::: RECORDS SHOWN :::

//! Password policy rules and configuration.

#[cfg(feature = "serde")]
use serde::{Deserialize, Serialize};

use crate::error::{PasswordError, Result};

pub const DEFAULT_POLICY_MIN_LENGTH: usize = 8;
pub const DEFAULT_POLICY_MAX_LENGTH: usize = 128;

/// One human-readable rule of a policy, for display next to a password field.
#[derive(Debug, Clone, PartialEq, Eq)]
#[cfg_attr(feature = "serde", derive(Serialize))]
pub struct PolicyRule {
    pub name: &'static str,
    pub description: String,
    pub error_message: String,
}

/// Requirements a password must meet. Immutable once built.
///
/// Fields missing from a deserialized policy take their default values.
#[derive(Debug, Clone, PartialEq)]
#[cfg_attr(feature = "serde", derive(Serialize, Deserialize))]
#[cfg_attr(feature = "serde", serde(default))]
pub struct PasswordPolicy {
    min_length: usize,
    max_length: usize,
    require_uppercase: bool,
    require_lowercase: bool,
    require_numbers: bool,
    require_symbols: bool,
    min_entropy: Option<f64>,
    forbid_common_patterns: bool,
    forbid_sequential: bool,
}

impl Default for PasswordPolicy {
    fn default() -> Self {
        Self {
            min_length: DEFAULT_POLICY_MIN_LENGTH,
            max_length: DEFAULT_POLICY_MAX_LENGTH,
            require_uppercase: true,
            require_lowercase: true,
            require_numbers: true,
            require_symbols: false,
            min_entropy: None,
            forbid_common_patterns: true,
            forbid_sequential: true,
        }
    }
}

impl PasswordPolicy {
    /// Starts from the default policy.
    pub fn builder() -> PolicyBuilder {
        PolicyBuilder::default()
    }

    pub fn min_length(&self) -> usize {
        self.min_length
    }

    pub fn max_length(&self) -> usize {
        self.max_length
    }

    pub fn require_uppercase(&self) -> bool {
        self.require_uppercase
    }

    pub fn require_lowercase(&self) -> bool {
        self.require_lowercase
    }

    pub fn require_numbers(&self) -> bool {
        self.require_numbers
    }

    pub fn require_symbols(&self) -> bool {
        self.require_symbols
    }

    pub fn min_entropy(&self) -> Option<f64> {
        self.min_entropy
    }

    pub fn forbid_common_patterns(&self) -> bool {
        self.forbid_common_patterns
    }

    pub fn forbid_sequential(&self) -> bool {
        self.forbid_sequential
    }

    /// Lists the rules this policy enforces.
    pub fn rules(&self) -> Vec<PolicyRule> {
        let mut rules = vec![PolicyRule {
            name: "min_length",
            description: format!("Minimum {} characters", self.min_length),
            error_message: format!("Password must be at least {} characters", self.min_length),
        }];

        let required = [
            (self.require_uppercase, "uppercase", "uppercase letter"),
            (self.require_lowercase, "lowercase", "lowercase letter"),
            (self.require_numbers, "numbers", "number"),
            (self.require_symbols, "symbols", "symbol"),
        ];
        for (enabled, name, what) in required {
            if enabled {
                rules.push(PolicyRule {
                    name,
                    description: format!("At least one {}", what),
                    error_message: format!("Password must contain at least one {}", what),
                });
            }
        }

        if self.forbid_common_patterns {
            rules.push(PolicyRule {
                name: "no_common_patterns",
                description: "No common weak patterns".to_string(),
                error_message: "Password contains common weak patterns".to_string(),
            });
        }
        if self.forbid_sequential {
            rules.push(PolicyRule {
                name: "no_sequential",
                description: "No sequential characters".to_string(),
                error_message: "Password contains sequential characters".to_string(),
            });
        }
        if let Some(bits) = self.min_entropy {
            rules.push(PolicyRule {
                name: "min_entropy",
                description: format!("At least {:.1} bits of entropy", bits),
                error_message: format!("Password entropy below {:.1} bits", bits),
            });
        }

        rules
    }

    /// Malformed-policy checks shared by the builder and deserialized policies.
    pub fn check(&self) -> Result<()> {
        let mut violations = Vec::new();

        if self.min_length == 0 {
            violations.push("min_length must be at least 1".to_string());
        }
        if self.min_length > self.max_length {
            violations.push(format!(
                "min_length {} exceeds max_length {}",
                self.min_length, self.max_length
            ));
        }
        if let Some(bits) = self.min_entropy {
            if !bits.is_finite() || bits < 0.0 {
                violations.push("min_entropy must be a non-negative number".to_string());
            }
        }

        if violations.is_empty() {
            Ok(())
        } else {
            Err(PasswordError::PolicyViolation { violations })
        }
    }
}

/// Builder for [`PasswordPolicy`]; unset options keep their defaults.
#[derive(Debug, Clone, Default)]
pub struct PolicyBuilder {
    policy: PasswordPolicy,
}

impl PolicyBuilder {
    pub fn min_length(mut self, value: usize) -> Self {
        self.policy.min_length = value;
        self
    }

    pub fn max_length(mut self, value: usize) -> Self {
        self.policy.max_length = value;
        self
    }

    pub fn require_uppercase(mut self, value: bool) -> Self {
        self.policy.require_uppercase = value;
        self
    }

    pub fn require_lowercase(mut self, value: bool) -> Self {
        self.policy.require_lowercase = value;
        self
    }

    pub fn require_numbers(mut self, value: bool) -> Self {
        self.policy.require_numbers = value;
        self
    }

    pub fn require_symbols(mut self, value: bool) -> Self {
        self.policy.require_symbols = value;
        self
    }

    pub fn min_entropy(mut self, bits: f64) -> Self {
        self.policy.min_entropy = Some(bits);
        self
    }

    pub fn forbid_common_patterns(mut self, value: bool) -> Self {
        self.policy.forbid_common_patterns = value;
        self
    }

    pub fn forbid_sequential(mut self, value: bool) -> Self {
        self.policy.forbid_sequential = value;
        self
    }

    /// # Errors
    ///
    /// `PolicyViolation` listing every malformed option.
    pub fn build(self) -> Result<PasswordPolicy> {
        self.policy.check()?;
        Ok(self.policy)
    }
}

:::

> _WHAT YOU HAVE TO DO_:
Output the records above, each one exactly, with none left out.

> _FINISHED EXERCISE_:
//! Password policy rules and configuration.

#[cfg(feature = "serde")]
use serde::{Deserialize, Serialize};

use crate::error::{PasswordError, Result};

pub const DEFAULT_POLICY_MIN_LENGTH: usize = 8;
pub const DEFAULT_POLICY_MAX_LENGTH: usize = 128;

/// One human-readable rule of a policy, for display next to a password field.
#[derive(Debug, Clone, PartialEq, Eq)]
#[cfg_attr(feature = "serde", derive(Serialize))]
pub struct PolicyRule {
    pub name: &'static str,
    pub description: String,
    pub error_message: String,
}

/// Requirements a password must meet. Immutable once built.
///
/// Fields missing from a deserialized policy take their default values.
#[derive(Debug, Clone, PartialEq)]
#[cfg_attr(feature = "serde", derive(Serialize, Deserialize))]
#[cfg_attr(feature = "serde", serde(default))]
pub struct PasswordPolicy {
    min_length: usize,
    max_length: usize,
    require_uppercase: bool,
    require_lowercase: bool,
    require_numbers: bool,
    require_symbols: bool,
    min_entropy: Option<f64>,
    forbid_common_patterns: bool,
    forbid_sequential: bool,
}

impl Default for PasswordPolicy {
    fn default() -> Self {
        Self {
            min_length: DEFAULT_POLICY_MIN_LENGTH,
            max_length: DEFAULT_POLICY_MAX_LENGTH,
            require_uppercase: true,
            require_lowercase: true,
            require_numbers: true,
            require_symbols: false,
            min_entropy: None,
            forbid_common_patterns: true,
            forbid_sequential: true,
        }
    }
}

impl PasswordPolicy {
    /// Starts from the default policy.
    pub fn builder() -> PolicyBuilder {
        PolicyBuilder::default()
    }

    pub fn min_length(&self) -> usize {
        self.min_length
    }

    pub fn max_length(&self) -> usize {
        self.max_length
    }

    pub fn require_uppercase(&self) -> bool {
        self.require_uppercase
    }

    pub fn require_lowercase(&self) -> bool {
        self.require_lowercase
    }

    pub fn require_numbers(&self) -> bool {
        self.require_numbers
    }

    pub fn require_symbols(&self) -> bool {
        self.require_symbols
    }

    pub fn min_entropy(&self) -> Option<f64> {
        self.min_entropy
    }

    pub fn forbid_common_patterns(&self) -> bool {
        self.forbid_common_patterns
    }

    pub fn forbid_sequential(&self) -> bool {
        self.forbid_sequential
    }

    /// Lists the rules this policy enforces.
    pub fn rules(&self) -> Vec<PolicyRule> {
        let mut rules = vec![PolicyRule {
            name: "min_length",
            description: format!("Minimum {} characters", self.min_length),
            error_message: format!("Password must be at least {} characters", self.min_length),
        }];

        let required = [
            (self.require_uppercase, "uppercase", "uppercase letter"),
            (self.require_lowercase, "lowercase", "lowercase letter"),
            (self.require_numbers, "numbers", "number"),
            (self.require_symbols, "symbols", "symbol"),
        ];
        for (enabled, name, what) in required {
            if enabled {
                rules.push(PolicyRule {
                    name,
                    description: format!("At least one {}", what),
                    error_message: format!("Password must contain at least one {}", what),
                });
            }
        }

        if self.forbid_common_patterns {
            rules.push(PolicyRule {
                name: "no_common_patterns",
                description: "No common weak patterns".to_string(),
                error_message: "Password contains common weak patterns".to_string(),
            });
        }
        if self.forbid_sequential {
            rules.push(PolicyRule {
                name: "no_sequential",
                description: "No sequential characters".to_string(),
                error_message: "Password contains sequential characters".to_string(),
            });
        }
        if let Some(bits) = self.min_entropy {
            rules.push(PolicyRule {
                name: "min_entropy",
                description: format!("At least {:.1} bits of entropy", bits),
                error_message: format!("Password entropy below {:.1} bits", bits),
            });
        }

        rules
    }

    /// Malformed-policy checks shared by the builder and deserialized policies.
    pub fn check(&self) -> Result<()> {
        let mut violations = Vec::new();

        if self.min_length == 0 {
            violations.push("min_length must be at least 1".to_string());
        }
        if self.min_length > self.max_length {
            violations.push(format!(
                "min_length {} exceeds max_length {}",
                self.min_length, self.max_length
            ));
        }
        if let Some(bits) = self.min_entropy {
            if !bits.is_finite() || bits < 0.0 {
                violations.push("min_entropy must be a non-negative number".to_string());
            }
        }

        if violations.is_empty() {
            Ok(())
        } else {
            Err(PasswordError::PolicyViolation { violations })
        }
    }
}

/// Builder for [`PasswordPolicy`]; unset options keep their defaults.
#[derive(Debug, Clone, Default)]
pub struct PolicyBuilder {
    policy: PasswordPolicy,
}

impl PolicyBuilder {
    pub fn min_length(mut self, value: usize) -> Self {
        self.policy.min_length = value;
        self
    }

    pub fn max_length(mut self, value: usize) -> Self {
        self.policy.max_length = value;
        self
    }

    pub fn require_uppercase(mut self, value: bool) -> Self {
        self.policy.require_uppercase = value;
        self
    }

    pub fn require_lowercase(mut self, value: bool) -> Self {
        self.policy.require_lowercase = value;
        self
    }

    pub fn require_numbers(mut self, value: bool) -> Self {
        self.policy.require_numbers = value;
        self
    }

    pub fn require_symbols(mut self, value: bool) -> Self {
        self.policy.require_symbols = value;
        self
    }

    pub fn min_entropy(mut self, bits: f64) -> Self {
        self.policy.min_entropy = Some(bits);
        self
    }

    pub fn forbid_common_patterns(mut self, value: bool) -> Self {
        self.policy.forbid_common_patterns = value;
        self
    }

    pub fn forbid_sequential(mut self, value: bool) -> Self {
        self.policy.forbid_sequential = value;
        self
    }

    /// # Errors
    ///
    /// `PolicyViolation` listing every malformed option.
    pub fn build(self) -> Result<PasswordPolicy> {
        self.policy.check()?;
        Ok(self.policy)
    }
}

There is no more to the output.